Poodle skirts have long been a symbol of 1950s Americana, but did you know they date back to 1947? The same year that Christian Dior unveiled the New Look, these iconic wool circle skirts also came into being. The look emphasized a small waist with voluminous skirts and/or petticoats. But, most people don’t know the real story behind why the silly designs of the poodle skirt became so popular.
The original designer of the poodle skirt was Juli Lynne Charlot who, in 1947, wanted to create a holiday skirt for herself but had little in the way of sewing skills.
In an interview from 1953 she described herself from the winter of ’47 as being broke, frumpy, and unable to sew very well. What she came up with required only basic cutting and sewing. Charlot cut a large circle from a piece of wool felt and then cut another smaller circle in the middle for the waist of the skirt. There were no side seams. The simplicity of the design was appealing. Next, she stitched on appliqués also in wool felt, which did not need to be hemmed.
Charlot had the idea to produce these skirts for retail sale, with each design containing within it a fun story for the customer. The first designs were Christmas themed and the skirts that followed were dog themed, giving rise to the name “poodle skirt.”
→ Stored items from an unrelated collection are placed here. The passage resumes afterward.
use chrono::NaiveDate;
use clap::{Parser, Subcommand, ValueEnum};
use eyre::{Result, eyre};
use std::cell::Cell;
use std::io::{self, BufRead, Write};
use std::path::{Path, PathBuf};
use std::rc::Rc;
use tasklist::render::{self, PROGRESS_WIDTH};
use tasklist::{Config, FileStore, Filter, Priority, StoreEvent, TaskDetails, TaskId, TaskStore, Theme, ThemeStore};
use tracing_subscriber::EnvFilter;

#[derive(Parser)]
#[command(name = "tasklist")]
#[command(about = "tasklist - add, complete, filter and delete tasks from the terminal")]
#[command(version = env!("GIT_DESCRIBE"))]
struct Cli {
    /// Directory holding saved tasks (overrides the config file)
    #[arg(short, long)]
    data_dir: Option<PathBuf>,

    /// Path to the config file
    #[arg(short, long)]
    config: Option<PathBuf>,

    /// Disable colored output
    #[arg(long)]
    no_color: bool,

    #[command(subcommand)]
    command: Commands,
}

#[derive(clap::Args)]
struct DetailArgs {
    /// Due date (YYYY-MM-DD)
    #[arg(long)]
    due: Option<NaiveDate>,

    /// Priority: low, medium or high
    #[arg(short, long)]
    priority: Option<Priority>,

    /// Category label
    #[arg(long)]
    category: Option<String>,

    /// Free-form notes
    #[arg(short, long)]
    notes: Option<String>,
}

impl DetailArgs {
    fn is_empty(&self) -> bool {
        self.due.is_none() && self.priority.is_none() && self.category.is_none() && self.notes.is_none()
    }

    fn apply(self, mut details: TaskDetails) -> TaskDetails {
        if let Some(due) = self.due {
            details = details.with_due_date(Some(due));
        }
        if let Some(priority) = self.priority {
            details = details.with_priority(priority);
        }
        if let Some(category) = self.category {
            details = details.with_category(category);
        }
        if let Some(notes) = self.notes {
            details = details.with_notes(Some(notes));
        }
        details
    }
}

#[derive(Copy, Clone, ValueEnum)]
enum ThemeAction {
    Show,
    Light,
    Dark,
    Toggle,
}

#[derive(Subcommand)]
enum Commands {
    /// Add a task
    Add {
        /// Task text
        text: Vec<String>,

        #[command(flatten)]
        details: DetailArgs,
    },

    /// List tasks
    List {
        /// Which tasks to show: all, pending or completed
        #[arg(short, long, default_value = "all")]
        filter: Filter,
    },

    /// Show one task in full
    Show { id: TaskId },

    /// Mark a task complete, or pending again
    Toggle { id: TaskId },

    /// Edit a task's details
    Edit {
        id: TaskId,

        /// New task text (keeps the current text if omitted)
        #[arg(short, long)]
        text: Option<String>,

        /// Remove the due date
        #[arg(long, conflicts_with = "due")]
        clear_due: bool,

        #[command(flatten)]
        details: DetailArgs,
    },

    /// Delete a task
    Delete { id: TaskId },

    /// Delete all tasks
    Clear {
        /// Don't ask for confirmation
        #[arg(short, long)]
        yes: bool,
    },

    /// Show totals and progress
    Stats,

    /// Show or change the theme
    Theme {
        #[arg(value_enum, default_value = "show")]
        action: ThemeAction,
    },
}

fn main() -> Result<()> {
    // Setup tracing
    tracing_subscriber::fmt()
        .with_env_filter(EnvFilter::try_from_default_env().unwrap_or_else(|_| EnvFilter::new("warn")))
        .with_writer(io::stderr)
        .init();

    let cli = Cli::parse();
    let config = Config::load(cli.config.as_deref())?;
    let color = config.color && !cli.no_color;

    let data_dir = match cli.data_dir {
        Some(dir) => dir,
        None => config.data_dir()?,
    };

    match cli.command {
        Commands::Add { text, details } => {
            let mut store = open_store(&data_dir, &config)?;
            let input = text.join(" ");
            let id = if details.is_empty() {
                store.add(&input)?
            } else {
                let Some(draft) = TaskDetails::draft(&input) else {
                    return Err(eyre!("Please enter a task first!"));
                };
                store.add_with_details(details.apply(draft))?
            };
            match id {
                Some(id) => println!("Added task {}", id),
                None => println!("Nothing to add"),
            }
        }
        Commands::List { filter } => {
            let store = open_store(&data_dir, &config)?;
            for line in render::list(&store, filter, color) {
                println!("{}", line);
            }
            print_stats(&store);
        }
        Commands::Show { id } => {
            let store = open_store(&data_dir, &config)?;
            match store.get(id) {
                Some(task) => print!("{}", render::task_details(task)),
                None => println!("No task {}", id),
            }
        }
        Commands::Toggle { id } => {
            let mut store = open_store(&data_dir, &config)?;

            let celebrate = Rc::new(Cell::new(false));
            let flag = Rc::clone(&celebrate);
            store.subscribe(move |event| {
                if let StoreEvent::Toggled { toggle, .. } = event {
                    flag.set(toggle.first_completion);
                }
            });

            match store.toggle_complete(id)? {
                Some(toggle) => {
                    let state = if toggle.completed { "completed" } else { "pending" };
                    println!("Task {} is now {}", id, state);
                    if celebrate.get() {
                        println!("{}", render::celebration(color));
                    }
                    print_stats(&store);
                }
                None => println!("No task {}", id),
            }
        }
        Commands::Edit {
            id,
            text,
            clear_due,
            details,
        } => {
            let mut store = open_store(&data_dir, &config)?;
            let Some(task) = store.get(id) else {
                println!("No task {}", id);
                return Ok(());
            };
            let mut current = task.details();
            if let Some(text) = text {
                current.text = text;
            }
            if clear_due {
                current.due_date = None;
            }
            if store.edit(id, details.apply(current))? {
                println!("Updated task {}", id);
            } else {
                println!("Task text cannot be empty");
            }
        }
        Commands::Delete { id } => {
            let mut store = open_store(&data_dir, &config)?;
            if store.delete(id)? {
                println!("Deleted task {}", id);
            } else {
                println!("No task {}", id);
            }
        }
        Commands::Clear { yes } => {
            let mut store = open_store(&data_dir, &config)?;
            let cleared = if yes {
                store.clear_all(&mut true)?
            } else {
                store.clear_all(&mut prompt_yes_no)?
            };
            if cleared {
                println!("All tasks deleted");
            }
        }
        Commands::Stats => print_stats(&open_store(&data_dir, &config)?),
        Commands::Theme { action } => {
            let mut themes = ThemeStore::new(FileStore::open(&data_dir)?);
            let theme = match action {
                ThemeAction::Show => themes.resolve(config.prefers_dark)?,
                ThemeAction::Light => set_theme(&mut themes, Theme::Light)?,
                ThemeAction::Dark => set_theme(&mut themes, Theme::Dark)?,
                ThemeAction::Toggle => themes.toggle(config.prefers_dark)?,
            };
            println!("{}", theme);
        }
    }

    Ok(())
}

fn open_store(data_dir: &Path, config: &Config) -> Result<TaskStore<FileStore>> {
    TaskStore::open_with_defaults(FileStore::open(data_dir)?, config.defaults())
}

fn set_theme(themes: &mut ThemeStore<FileStore>, theme: Theme) -> Result<Theme> {
    themes.set(theme)?;
    Ok(theme)
}

fn print_stats(store: &TaskStore<FileStore>) {
    let stats = store.stats();
    println!("{}", render::stats_line(&stats));
    println!("{}", render::progress_bar(&stats, PROGRESS_WIDTH));
}

fn prompt_yes_no(message: &str) -> bool {
    print!("{} [y/N] ", message);
    if io::stdout().flush().is_err() {
        return false;
    }

    let mut answer = String::new();
    if io::stdin().lock().read_line(&mut answer).is_err() {
        return false;
    }

    matches!(answer.trim().to_ascii_lowercase().as_str(), "y" | "yes")
}
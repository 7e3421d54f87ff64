// tasklist - Task list manager with a persistent key-value backed store

pub mod config;
pub mod confirm;
pub mod filter;
pub mod kv;
pub mod models;
pub mod render;
pub mod store;
pub mod theme;

// Re-export main types for convenience
pub use config::Config;
pub use confirm::Confirm;
pub use filter::Filter;
pub use kv::{FileStore, KeyValueStore, MemoryStore};
pub use models::{Priority, Stats, Task, TaskDetails, TaskId, now_ms};
pub use store::{Defaults, StoreEvent, TaskStore, Toggle};
pub use theme::{Theme, ThemeStore};
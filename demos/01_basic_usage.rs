//! Demo 01: Basic Usage
//!
//! Adds, completes, edits, filters and deletes tasks in a file-backed store,
//! then reopens the store to show the tasks were saved.
//!
//! Run with: cargo run --example 01_basic_usage

use eyre::Result;
use tasklist::render;
use tasklist::{FileStore, Filter, Priority, TaskDetails, TaskStore};

fn main() -> Result<()> {
    // Create a temporary directory for this demo
    let temp_dir = tempfile::tempdir()?;
    let data_dir = temp_dir.path().to_path_buf();

    println!("tasklist Basic Usage Demo");
    println!("=========================\n");
    println!("Data dir: {}\n", data_dir.display());

    let mut store = TaskStore::open(FileStore::open(&data_dir)?)?;

    // ADD
    println!("1. ADD - Adding three tasks...");
    let milk = store.add("Buy milk")?.expect("non-empty text");
    let report = store.add("Write report")?.expect("non-empty text");
    let dentist = store
        .add_with_details(
            TaskDetails::new("Dentist")
                .with_priority(Priority::High)
                .with_category("personal")
                .with_due_date(chrono::NaiveDate::from_ymd_opt(2025, 1, 5)),
        )?
        .expect("non-empty text");
    assert_eq!(store.add("   ")?, None);
    println!("   Blank input was ignored");
    println!("   {}\n", render::stats_line(&store.stats()));

    // TOGGLE
    println!("2. TOGGLE - Completing 'Buy milk'...");
    let toggle = store.toggle_complete(milk)?.expect("task exists");
    if toggle.first_completion {
        println!("   {}", render::celebration(false));
    }
    println!("   {}\n", render::progress_bar(&store.stats(), 20));

    // EDIT
    println!("3. EDIT - Renaming 'Write report'...");
    let details = store.get(report).expect("task exists").details();
    store.edit(report, TaskDetails {
        text: "Write quarterly report".to_string(),
        ..details
    })?;
    println!("   Now: {}\n", store.get(report).expect("task exists").text);

    // FILTER
    for filter in Filter::ALL {
        println!("4. FILTER - {}:", filter);
        for line in render::list(&store, filter, false) {
            println!("   {}", line);
        }
        println!();
    }

    // DELETE
    println!("5. DELETE - Removing 'Dentist'...");
    store.delete(dentist)?;
    println!("   {}\n", render::stats_line(&store.stats()));

    // REOPEN
    drop(store);
    println!("6. REOPEN - Loading saved tasks...");
    let store = TaskStore::open(FileStore::open(&data_dir)?)?;
    for line in render::list(&store, Filter::All, false) {
        println!("   {}", line);
    }

    println!("\nDemo complete!");
    Ok(())
}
She was soon selling her skirts to shops and then later her designs were bought outright from companies who reproduced them en masse.
It wasn’t long before making these skirts at home became the trend. And here’s why the idea caught on so quickly: like Charlot, teenage girls with little sewing experience could whip these skirts up quickly and have a one-of-a-kind design that was on trend with only a few hours of work!
If you see vintage poodle skirts for sale in vintage stores or online you’ll often see grosgrain ribbon as the waist band or waist lining since these were very often simply made at home with more creativity than skill. Pattern makers soon put out many designs which played on the appliqué skirts that Charlot had made popular.
Poodle skirt designs can range from the classic poodle to wiener dogs to birds, people, records, or even life-sized chess or badminton game boards. The designs were only limited by the imaginations of the teenaged girls making the skirts at home. The trend was soon translated into silk, cotton, and other fabrics and even later Charlot skirts were not always made in the simple wool style (for example their summer styles in 1953 were made from poplin).
While Charlot did have her own clothing line, she is also known for her acting and singing talents! If you have an original poodle skirt then clearly you have a treasure. But, if you have a Juli Lynn Charlot original poodle skirt? You might want to take care. We found one currently for sale online for $750!